What he lacks in speech and hearing, he is making up for in physical activity and his iron-willed determination to get his way. Do not leave this child unattended. Ever, ever under any circumstances. Ever. I realized – a little bit too late – that I needed to be photographing all of the various and sundry predicaments he gets himself into these days. Missed, were the photos of him disassembling, climbing into and frolicking in the ashes of the free-standing fire pit. Or the photos of him eating handfuls of catfood. Or the photos of him “typing” on the computer (read: banging fists wildly against the keyboard).

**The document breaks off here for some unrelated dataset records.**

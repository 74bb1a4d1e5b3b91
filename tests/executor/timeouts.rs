use super::guarded_rail;
use railguard::{Action, ActionError, Executor, ThreadPoolExecutor, TimeoutService};
use std::sync::mpsc;
use std::sync::Arc;
use std::time::Duration;

/// Two executors can share one timeout service; shutting one executor down
/// leaves the shared service running for the other.
#[test]
fn shared_timeout_service_outlives_one_executor() {
    let timeouts = Arc::new(TimeoutService::start());
    let (rail, gate) = guarded_rail(8);

    let first = ThreadPoolExecutor::builder("shared-a")
        .pool_size(1)
        .timeout_service(Arc::clone(&timeouts))
        .build();
    let second = ThreadPoolExecutor::builder("shared-b")
        .pool_size(1)
        .timeout_service(Arc::clone(&timeouts))
        .build();

    first.shutdown();

    // The surviving executor still gets its deadlines fired.
    let (latch_tx, latch_rx) = mpsc::channel::<()>();
    let future = second.submit(
        &rail,
        Action::new(move || {
            latch_rx.recv().ok();
            Ok::<_, ActionError>(())
        }),
        Some(Duration::from_millis(30)),
    );

    assert_eq!(future.await_done().unwrap().token(), "timeout");
    latch_tx.send(()).unwrap();
    second.shutdown();
    timeouts.shutdown();
    assert_eq!(gate.in_use(), 0);
}

/// A generous deadline never beats a fast action: the natural completion
/// wins and the later firing is a no-op.
#[test]
fn completed_work_wins_against_its_deadline() {
    let (rail, gate) = guarded_rail(8);
    let executor = ThreadPoolExecutor::builder("fast").pool_size(2).build();

    let future = executor.submit(
        &rail,
        Action::new(|| Ok::<_, ActionError>("quick")),
        Some(Duration::from_millis(30)),
    );

    assert_eq!(future.await_done().unwrap().token(), "success");
    // Let the deadline pass; the completion must not change.
    std::thread::sleep(Duration::from_millis(60));
    assert_eq!(future.outcome().unwrap().token(), "success");
    assert!(!future.is_cancelled());
    assert_eq!(gate.in_use(), 0);
    executor.shutdown();
}

/// A deadline of zero is already expired at arming time and fires on the
/// next tick.
#[test]
fn zero_timeout_cancels_promptly() {
    let (rail, gate) = guarded_rail(8);
    let executor = ThreadPoolExecutor::builder("instant").pool_size(1).build();
    let (latch_tx, latch_rx) = mpsc::channel::<()>();

    let future = executor.submit(
        &rail,
        Action::new(move || {
            latch_rx.recv().ok();
            Ok::<_, ActionError>(())
        }),
        Some(Duration::ZERO),
    );

    assert_eq!(future.await_done().unwrap().token(), "timeout");
    latch_tx.send(()).unwrap();
    executor.shutdown();
    assert_eq!(gate.in_use(), 0);
}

As for that last item, it was accomplished because of his new favorite pass-time – climbing onto table-tops. He is wicked fast, and once up to his desired elevation, begins dancing around in sheer delight over his accomplishment.

porter

porter

There are days where I am almost certain his head is going to explode because of his rage feuled tantrums over fairly benign issues. On this particular day, I didn’t have the strength to get into another battle of wills with him over whether or not he could abscond with an entire package of toilet paper. I managed to negotiate him down to a single roll. Of which, he made quick work of shredding:

porter

porter

And if you have the audacity to deprive of utensils at mealtime, you may as well just call CPS right now, because you are obviously THE WORST PARENT EVER:

porter

And this day? This day, all he would eat was cup after cup of frozen berries. I think I managed to cut him off somewhere around his 4th serving. (I can only assume it had something to do with the 4 eye teeth he is getting simultaneously!)

porter

And, all I can say is that when he asks for your sunglasses, you had better damn well give him your sunglasses. (Also know as: the number one reason why I no longer own sunglasses whose replacement cost is over $20 per pair.)

porter

porter

porter

But that’s okay. Because around these parts, cute? Yeah, it goes a long way.